Exercise: Could you set down exactly the lines of the data below, starting at the one that holds "use data::entity_states::zones::Zone;" and ending at the one that holds "game.entity_mut(id).unwrap().pos = Some(Position::At(coord));", both included, and only those?

- Opening Delimiter -

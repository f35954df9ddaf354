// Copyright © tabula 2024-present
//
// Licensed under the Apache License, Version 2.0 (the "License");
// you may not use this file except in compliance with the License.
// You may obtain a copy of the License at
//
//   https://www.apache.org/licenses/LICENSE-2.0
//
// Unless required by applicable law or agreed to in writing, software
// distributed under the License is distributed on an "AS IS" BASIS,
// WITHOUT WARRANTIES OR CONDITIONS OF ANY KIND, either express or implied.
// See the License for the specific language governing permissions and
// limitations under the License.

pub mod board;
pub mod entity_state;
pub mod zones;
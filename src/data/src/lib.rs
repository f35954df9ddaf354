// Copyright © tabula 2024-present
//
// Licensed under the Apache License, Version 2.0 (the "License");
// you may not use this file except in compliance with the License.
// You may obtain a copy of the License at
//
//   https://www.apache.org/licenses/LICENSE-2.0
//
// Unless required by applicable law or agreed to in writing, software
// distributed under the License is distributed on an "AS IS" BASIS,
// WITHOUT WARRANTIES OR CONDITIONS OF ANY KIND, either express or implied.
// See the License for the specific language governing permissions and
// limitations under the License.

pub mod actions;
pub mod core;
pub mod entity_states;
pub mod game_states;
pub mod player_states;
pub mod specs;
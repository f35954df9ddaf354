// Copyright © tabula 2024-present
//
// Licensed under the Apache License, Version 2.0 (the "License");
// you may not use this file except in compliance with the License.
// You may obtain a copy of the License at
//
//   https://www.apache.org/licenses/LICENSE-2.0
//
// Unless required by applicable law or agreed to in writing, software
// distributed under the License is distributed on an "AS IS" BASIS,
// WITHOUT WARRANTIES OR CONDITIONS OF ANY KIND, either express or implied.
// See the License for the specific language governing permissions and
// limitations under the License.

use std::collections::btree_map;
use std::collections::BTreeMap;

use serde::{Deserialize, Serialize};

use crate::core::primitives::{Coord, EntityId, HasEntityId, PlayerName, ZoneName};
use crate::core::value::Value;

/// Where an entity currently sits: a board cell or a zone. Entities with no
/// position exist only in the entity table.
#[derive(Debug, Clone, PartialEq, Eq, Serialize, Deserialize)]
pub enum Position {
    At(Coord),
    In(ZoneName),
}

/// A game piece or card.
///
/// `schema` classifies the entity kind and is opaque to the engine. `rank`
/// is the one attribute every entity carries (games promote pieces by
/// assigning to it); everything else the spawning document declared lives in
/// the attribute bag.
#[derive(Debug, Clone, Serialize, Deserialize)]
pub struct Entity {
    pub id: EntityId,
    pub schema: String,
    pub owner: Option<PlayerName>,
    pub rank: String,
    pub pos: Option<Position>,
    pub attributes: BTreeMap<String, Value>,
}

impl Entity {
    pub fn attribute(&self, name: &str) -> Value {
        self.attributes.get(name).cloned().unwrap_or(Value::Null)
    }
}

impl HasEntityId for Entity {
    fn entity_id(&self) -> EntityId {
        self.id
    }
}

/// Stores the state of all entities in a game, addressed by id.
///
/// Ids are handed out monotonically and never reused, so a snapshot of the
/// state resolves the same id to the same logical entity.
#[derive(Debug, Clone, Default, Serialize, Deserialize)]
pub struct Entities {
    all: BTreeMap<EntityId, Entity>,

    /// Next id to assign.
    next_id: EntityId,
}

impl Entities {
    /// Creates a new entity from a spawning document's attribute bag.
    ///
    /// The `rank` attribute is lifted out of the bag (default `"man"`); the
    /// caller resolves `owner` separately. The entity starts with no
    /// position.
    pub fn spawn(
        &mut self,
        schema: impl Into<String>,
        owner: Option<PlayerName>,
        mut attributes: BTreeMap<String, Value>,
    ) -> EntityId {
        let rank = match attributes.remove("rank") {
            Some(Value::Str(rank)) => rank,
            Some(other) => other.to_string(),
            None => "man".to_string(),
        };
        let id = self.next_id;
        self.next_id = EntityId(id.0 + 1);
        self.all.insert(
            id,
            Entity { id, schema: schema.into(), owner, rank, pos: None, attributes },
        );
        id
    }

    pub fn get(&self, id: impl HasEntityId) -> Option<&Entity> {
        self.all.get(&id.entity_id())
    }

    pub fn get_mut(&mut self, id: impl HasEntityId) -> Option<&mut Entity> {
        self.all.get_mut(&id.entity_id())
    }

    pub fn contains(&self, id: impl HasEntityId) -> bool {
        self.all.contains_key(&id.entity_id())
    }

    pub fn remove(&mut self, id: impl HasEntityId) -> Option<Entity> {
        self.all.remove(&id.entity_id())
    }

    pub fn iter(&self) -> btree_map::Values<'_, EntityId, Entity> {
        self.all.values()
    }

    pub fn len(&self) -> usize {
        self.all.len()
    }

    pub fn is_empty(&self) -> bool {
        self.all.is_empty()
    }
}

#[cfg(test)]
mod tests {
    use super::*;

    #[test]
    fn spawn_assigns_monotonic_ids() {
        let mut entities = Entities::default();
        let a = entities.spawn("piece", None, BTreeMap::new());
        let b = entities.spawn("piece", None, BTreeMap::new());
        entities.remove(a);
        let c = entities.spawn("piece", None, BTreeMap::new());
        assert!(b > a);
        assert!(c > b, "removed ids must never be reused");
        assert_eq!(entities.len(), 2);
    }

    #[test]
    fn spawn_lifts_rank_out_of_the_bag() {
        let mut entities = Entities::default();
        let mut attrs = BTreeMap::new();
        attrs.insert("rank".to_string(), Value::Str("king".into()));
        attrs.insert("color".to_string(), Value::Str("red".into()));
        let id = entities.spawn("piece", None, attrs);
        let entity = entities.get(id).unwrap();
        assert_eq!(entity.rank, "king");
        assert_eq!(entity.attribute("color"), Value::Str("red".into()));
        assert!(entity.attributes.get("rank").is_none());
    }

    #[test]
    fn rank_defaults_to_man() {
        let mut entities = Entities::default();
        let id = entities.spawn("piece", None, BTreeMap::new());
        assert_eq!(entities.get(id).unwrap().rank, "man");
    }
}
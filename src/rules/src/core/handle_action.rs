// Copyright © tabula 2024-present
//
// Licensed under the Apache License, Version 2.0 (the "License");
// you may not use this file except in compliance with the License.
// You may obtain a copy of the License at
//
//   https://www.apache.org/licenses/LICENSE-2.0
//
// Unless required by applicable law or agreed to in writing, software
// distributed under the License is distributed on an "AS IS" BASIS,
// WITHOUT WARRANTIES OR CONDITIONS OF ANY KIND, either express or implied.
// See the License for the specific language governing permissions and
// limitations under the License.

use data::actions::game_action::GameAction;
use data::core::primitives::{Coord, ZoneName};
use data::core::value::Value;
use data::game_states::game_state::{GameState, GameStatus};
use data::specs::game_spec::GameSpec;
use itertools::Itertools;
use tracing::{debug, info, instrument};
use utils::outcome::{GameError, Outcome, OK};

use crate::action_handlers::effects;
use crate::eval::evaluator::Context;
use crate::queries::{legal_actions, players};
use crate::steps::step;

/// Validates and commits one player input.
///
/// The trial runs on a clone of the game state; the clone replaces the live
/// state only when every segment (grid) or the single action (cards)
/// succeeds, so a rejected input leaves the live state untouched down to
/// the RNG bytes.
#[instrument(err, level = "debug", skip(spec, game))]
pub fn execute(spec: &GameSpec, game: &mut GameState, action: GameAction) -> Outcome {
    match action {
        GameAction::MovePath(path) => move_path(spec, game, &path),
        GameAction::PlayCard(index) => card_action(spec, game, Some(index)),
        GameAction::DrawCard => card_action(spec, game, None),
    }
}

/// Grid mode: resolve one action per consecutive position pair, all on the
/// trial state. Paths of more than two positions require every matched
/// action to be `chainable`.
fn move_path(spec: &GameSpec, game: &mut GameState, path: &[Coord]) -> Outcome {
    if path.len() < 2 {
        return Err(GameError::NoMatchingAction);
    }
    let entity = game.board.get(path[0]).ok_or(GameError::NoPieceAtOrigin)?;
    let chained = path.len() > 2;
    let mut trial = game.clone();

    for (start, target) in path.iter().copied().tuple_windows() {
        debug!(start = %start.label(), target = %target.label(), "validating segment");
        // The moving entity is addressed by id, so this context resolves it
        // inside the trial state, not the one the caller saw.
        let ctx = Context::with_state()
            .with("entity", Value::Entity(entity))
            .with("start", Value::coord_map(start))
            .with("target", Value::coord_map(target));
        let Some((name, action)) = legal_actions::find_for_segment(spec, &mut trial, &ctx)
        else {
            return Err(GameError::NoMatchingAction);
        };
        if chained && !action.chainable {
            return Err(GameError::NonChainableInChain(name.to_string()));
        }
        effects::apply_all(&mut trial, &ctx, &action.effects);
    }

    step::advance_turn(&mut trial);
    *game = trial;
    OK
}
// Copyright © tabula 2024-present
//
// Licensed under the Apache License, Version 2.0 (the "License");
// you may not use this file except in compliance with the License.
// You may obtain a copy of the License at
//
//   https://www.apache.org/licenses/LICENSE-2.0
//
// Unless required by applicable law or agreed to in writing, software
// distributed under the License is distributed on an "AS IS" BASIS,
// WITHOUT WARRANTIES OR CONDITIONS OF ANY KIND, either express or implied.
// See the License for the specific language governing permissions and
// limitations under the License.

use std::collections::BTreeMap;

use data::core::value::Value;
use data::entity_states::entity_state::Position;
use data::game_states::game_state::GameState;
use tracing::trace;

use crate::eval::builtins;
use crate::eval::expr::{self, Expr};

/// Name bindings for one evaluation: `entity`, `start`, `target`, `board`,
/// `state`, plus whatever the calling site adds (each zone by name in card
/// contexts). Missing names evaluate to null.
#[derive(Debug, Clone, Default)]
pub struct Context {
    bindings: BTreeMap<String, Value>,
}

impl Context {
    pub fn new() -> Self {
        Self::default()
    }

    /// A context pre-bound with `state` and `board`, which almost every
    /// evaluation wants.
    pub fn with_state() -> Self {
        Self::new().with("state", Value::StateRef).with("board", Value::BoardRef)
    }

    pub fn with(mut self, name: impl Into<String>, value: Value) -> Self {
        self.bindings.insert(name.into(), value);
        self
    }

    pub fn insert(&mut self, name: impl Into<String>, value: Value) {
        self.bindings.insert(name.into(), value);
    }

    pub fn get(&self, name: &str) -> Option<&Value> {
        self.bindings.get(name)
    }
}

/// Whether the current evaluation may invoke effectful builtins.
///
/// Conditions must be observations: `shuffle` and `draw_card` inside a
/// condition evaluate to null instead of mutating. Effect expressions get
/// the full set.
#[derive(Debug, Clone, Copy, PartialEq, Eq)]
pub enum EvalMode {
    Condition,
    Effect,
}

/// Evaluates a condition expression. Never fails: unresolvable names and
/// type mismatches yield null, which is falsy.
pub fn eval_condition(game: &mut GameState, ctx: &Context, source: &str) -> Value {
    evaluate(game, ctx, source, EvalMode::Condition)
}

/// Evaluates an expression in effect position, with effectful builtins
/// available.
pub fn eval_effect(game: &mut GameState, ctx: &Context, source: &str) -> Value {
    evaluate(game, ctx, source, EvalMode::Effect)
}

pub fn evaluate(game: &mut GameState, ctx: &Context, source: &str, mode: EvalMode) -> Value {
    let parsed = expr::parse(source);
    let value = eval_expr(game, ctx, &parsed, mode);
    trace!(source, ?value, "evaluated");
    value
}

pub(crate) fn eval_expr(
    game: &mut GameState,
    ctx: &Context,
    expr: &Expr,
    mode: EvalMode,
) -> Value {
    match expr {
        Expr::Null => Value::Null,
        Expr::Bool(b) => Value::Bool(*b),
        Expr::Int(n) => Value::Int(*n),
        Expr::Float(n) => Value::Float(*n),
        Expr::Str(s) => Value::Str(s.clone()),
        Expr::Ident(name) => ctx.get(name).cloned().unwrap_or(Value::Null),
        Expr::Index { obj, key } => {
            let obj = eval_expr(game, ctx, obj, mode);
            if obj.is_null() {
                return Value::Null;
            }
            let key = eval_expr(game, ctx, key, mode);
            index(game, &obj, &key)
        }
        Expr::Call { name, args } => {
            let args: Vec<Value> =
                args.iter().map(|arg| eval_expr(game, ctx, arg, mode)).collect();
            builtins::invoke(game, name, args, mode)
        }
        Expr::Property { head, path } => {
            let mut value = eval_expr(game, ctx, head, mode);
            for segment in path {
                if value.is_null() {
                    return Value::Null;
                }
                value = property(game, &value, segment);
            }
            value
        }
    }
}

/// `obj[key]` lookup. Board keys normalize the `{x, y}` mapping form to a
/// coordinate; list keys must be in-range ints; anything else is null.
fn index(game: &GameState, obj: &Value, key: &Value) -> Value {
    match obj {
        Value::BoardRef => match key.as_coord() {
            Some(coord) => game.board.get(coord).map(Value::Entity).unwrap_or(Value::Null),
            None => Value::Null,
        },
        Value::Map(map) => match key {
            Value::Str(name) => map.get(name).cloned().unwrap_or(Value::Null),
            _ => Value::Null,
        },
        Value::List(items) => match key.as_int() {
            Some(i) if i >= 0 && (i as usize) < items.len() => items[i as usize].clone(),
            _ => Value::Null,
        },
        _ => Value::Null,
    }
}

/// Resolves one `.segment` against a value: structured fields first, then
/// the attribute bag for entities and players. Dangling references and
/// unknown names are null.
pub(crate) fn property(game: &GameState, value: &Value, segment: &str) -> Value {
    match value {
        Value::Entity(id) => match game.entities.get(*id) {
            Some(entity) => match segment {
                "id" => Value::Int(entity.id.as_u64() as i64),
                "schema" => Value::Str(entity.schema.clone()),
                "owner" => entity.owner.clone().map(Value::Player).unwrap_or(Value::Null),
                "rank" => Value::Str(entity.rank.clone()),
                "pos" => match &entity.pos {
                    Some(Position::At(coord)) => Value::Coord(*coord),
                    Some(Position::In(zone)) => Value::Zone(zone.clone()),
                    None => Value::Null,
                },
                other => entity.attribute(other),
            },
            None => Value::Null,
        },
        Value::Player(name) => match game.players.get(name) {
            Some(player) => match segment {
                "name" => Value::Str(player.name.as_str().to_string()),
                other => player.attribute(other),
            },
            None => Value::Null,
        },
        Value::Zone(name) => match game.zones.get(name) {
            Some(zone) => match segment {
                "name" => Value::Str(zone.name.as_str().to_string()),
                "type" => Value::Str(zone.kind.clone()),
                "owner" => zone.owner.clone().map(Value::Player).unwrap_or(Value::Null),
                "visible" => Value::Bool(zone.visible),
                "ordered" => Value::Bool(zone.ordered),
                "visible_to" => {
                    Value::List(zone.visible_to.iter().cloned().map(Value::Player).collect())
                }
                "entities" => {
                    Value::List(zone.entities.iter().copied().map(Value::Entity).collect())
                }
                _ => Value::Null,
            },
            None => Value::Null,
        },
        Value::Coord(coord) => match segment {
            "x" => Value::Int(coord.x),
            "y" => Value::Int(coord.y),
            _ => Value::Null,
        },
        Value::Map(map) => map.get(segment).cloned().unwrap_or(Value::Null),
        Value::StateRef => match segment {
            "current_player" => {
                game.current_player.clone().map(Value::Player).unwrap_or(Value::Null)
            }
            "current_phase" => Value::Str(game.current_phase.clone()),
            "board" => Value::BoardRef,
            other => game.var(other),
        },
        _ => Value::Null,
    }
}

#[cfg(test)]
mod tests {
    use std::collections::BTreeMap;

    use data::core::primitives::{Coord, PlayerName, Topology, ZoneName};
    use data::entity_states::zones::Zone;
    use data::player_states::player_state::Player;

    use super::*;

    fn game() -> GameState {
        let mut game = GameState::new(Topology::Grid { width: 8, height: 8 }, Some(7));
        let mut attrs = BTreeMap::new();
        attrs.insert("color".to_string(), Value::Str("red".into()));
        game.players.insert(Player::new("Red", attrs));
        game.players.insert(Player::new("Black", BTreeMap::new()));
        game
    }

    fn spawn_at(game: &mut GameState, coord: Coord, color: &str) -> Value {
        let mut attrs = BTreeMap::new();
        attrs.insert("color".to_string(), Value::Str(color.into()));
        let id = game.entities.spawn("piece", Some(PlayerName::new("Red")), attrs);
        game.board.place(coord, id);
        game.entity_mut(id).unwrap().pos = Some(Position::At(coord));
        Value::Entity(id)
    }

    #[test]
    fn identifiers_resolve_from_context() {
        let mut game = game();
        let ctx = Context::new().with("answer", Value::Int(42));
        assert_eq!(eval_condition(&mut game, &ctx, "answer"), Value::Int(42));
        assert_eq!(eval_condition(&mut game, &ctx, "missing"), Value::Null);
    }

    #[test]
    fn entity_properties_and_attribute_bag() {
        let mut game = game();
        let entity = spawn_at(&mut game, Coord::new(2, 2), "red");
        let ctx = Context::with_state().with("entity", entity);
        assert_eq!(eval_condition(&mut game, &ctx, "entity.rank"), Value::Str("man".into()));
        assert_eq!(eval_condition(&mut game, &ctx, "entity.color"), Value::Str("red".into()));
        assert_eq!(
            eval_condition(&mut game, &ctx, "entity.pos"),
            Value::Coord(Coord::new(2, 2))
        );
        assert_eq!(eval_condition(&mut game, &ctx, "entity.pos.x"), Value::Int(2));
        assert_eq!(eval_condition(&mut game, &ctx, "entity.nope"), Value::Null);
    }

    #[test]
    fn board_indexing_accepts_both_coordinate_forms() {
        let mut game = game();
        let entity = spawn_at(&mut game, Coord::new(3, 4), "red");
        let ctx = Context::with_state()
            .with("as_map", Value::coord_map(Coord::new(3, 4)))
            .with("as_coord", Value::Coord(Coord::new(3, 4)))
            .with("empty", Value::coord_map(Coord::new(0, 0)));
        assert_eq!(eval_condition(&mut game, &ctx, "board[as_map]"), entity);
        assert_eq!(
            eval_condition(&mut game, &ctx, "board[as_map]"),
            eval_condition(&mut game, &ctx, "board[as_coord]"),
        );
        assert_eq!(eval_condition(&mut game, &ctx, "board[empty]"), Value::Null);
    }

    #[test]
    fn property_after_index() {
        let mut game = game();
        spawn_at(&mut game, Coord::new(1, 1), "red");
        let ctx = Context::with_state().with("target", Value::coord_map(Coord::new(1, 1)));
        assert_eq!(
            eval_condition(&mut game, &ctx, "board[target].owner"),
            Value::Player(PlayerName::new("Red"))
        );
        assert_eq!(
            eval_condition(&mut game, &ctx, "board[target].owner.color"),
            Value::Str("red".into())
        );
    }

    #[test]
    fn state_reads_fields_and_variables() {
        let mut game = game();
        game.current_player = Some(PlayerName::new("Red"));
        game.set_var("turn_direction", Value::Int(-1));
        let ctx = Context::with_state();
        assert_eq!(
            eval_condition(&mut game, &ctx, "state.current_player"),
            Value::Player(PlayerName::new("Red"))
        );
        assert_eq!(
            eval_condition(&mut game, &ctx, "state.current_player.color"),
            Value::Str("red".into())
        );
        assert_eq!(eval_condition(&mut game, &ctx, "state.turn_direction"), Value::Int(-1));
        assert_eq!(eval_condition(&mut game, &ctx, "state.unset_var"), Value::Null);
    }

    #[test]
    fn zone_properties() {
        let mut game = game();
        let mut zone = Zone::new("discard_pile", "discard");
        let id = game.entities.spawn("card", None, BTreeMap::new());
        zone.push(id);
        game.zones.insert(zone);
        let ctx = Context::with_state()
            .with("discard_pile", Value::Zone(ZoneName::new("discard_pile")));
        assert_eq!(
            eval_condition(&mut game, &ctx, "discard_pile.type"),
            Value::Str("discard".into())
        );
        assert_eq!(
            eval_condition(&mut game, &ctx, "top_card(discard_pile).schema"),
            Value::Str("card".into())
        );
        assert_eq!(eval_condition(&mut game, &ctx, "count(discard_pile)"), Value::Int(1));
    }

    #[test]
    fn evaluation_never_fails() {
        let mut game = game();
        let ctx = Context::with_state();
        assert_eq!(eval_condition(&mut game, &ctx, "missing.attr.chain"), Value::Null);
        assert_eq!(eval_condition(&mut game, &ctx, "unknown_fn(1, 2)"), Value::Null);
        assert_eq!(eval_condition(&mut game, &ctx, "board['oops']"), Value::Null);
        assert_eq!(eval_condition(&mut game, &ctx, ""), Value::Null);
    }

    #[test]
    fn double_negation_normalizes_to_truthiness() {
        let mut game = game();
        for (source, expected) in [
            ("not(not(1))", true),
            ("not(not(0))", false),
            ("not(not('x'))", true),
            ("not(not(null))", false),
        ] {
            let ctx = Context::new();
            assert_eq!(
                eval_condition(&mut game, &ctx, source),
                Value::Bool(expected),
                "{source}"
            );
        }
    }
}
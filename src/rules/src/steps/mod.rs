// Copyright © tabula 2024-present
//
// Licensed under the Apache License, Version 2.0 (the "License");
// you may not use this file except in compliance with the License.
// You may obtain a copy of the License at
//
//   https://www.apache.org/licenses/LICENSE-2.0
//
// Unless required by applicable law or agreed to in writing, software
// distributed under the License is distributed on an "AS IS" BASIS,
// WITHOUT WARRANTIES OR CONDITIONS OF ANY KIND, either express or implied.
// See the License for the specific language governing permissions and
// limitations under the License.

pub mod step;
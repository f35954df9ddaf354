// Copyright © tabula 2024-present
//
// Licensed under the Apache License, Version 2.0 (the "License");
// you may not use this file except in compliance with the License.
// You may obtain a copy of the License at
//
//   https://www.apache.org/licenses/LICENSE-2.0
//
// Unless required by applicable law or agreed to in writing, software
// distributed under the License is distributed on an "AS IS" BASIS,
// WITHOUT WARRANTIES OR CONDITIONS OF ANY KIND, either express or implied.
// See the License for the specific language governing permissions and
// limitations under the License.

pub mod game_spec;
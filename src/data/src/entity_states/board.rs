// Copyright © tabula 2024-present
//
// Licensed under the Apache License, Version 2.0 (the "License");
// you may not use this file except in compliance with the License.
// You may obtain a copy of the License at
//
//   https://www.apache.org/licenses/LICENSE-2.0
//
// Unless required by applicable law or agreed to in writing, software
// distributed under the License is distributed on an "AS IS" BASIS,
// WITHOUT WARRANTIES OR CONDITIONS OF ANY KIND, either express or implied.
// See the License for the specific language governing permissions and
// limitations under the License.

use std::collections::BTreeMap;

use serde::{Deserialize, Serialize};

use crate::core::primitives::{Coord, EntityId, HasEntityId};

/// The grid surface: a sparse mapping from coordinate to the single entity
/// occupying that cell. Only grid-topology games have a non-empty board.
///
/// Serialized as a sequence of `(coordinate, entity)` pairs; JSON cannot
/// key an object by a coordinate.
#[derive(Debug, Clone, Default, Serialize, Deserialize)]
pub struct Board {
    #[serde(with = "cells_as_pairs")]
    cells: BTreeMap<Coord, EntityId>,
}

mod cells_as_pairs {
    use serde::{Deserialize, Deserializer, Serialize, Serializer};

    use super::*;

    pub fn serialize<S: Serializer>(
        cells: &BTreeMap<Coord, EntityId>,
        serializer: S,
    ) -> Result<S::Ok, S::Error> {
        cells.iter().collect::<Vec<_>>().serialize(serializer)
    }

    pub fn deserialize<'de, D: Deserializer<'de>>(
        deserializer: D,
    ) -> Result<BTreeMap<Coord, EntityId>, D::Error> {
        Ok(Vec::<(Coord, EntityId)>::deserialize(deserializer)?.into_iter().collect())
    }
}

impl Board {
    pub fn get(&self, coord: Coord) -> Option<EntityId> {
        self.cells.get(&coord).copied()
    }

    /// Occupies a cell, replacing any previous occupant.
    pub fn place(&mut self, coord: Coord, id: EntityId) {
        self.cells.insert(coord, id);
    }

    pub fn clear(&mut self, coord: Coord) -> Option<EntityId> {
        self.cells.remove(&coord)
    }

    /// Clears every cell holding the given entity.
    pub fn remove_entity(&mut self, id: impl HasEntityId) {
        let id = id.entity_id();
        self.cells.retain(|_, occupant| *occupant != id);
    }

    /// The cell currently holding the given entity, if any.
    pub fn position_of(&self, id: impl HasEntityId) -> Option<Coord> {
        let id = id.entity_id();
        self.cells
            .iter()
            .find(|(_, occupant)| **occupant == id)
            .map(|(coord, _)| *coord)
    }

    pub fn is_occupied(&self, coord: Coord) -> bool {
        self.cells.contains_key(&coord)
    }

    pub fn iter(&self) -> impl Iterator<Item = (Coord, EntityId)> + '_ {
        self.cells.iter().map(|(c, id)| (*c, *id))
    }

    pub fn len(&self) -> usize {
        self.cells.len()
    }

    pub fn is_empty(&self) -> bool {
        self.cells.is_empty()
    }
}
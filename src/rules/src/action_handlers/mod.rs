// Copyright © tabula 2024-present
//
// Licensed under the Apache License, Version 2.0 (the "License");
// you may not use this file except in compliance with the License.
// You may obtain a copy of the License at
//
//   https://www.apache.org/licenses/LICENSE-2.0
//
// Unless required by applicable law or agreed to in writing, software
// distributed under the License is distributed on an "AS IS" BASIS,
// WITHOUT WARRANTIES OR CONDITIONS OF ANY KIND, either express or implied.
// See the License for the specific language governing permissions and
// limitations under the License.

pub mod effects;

- Closing Delimiter -

Response to the task:
    use data::entity_states::zones::Zone;
    use data::player_states::player_state::Player;

    use super::*;

    fn game() -> GameState {
        let mut game = GameState::new(Topology::Grid { width: 8, height: 8 }, Some(7));
        let mut attrs = BTreeMap::new();
        attrs.insert("color".to_string(), Value::Str("red".into()));
        game.players.insert(Player::new("Red", attrs));
        game.players.insert(Player::new("Black", BTreeMap::new()));
        game
    }

    fn spawn_at(game: &mut GameState, coord: Coord, color: &str) -> Value {
        let mut attrs = BTreeMap::new();
        attrs.insert("color".to_string(), Value::Str(color.into()));
        let id = game.entities.spawn("piece", Some(PlayerName::new("Red")), attrs);
        game.board.place(coord, id);
        game.entity_mut(id).unwrap().pos = Some(Position::At(coord));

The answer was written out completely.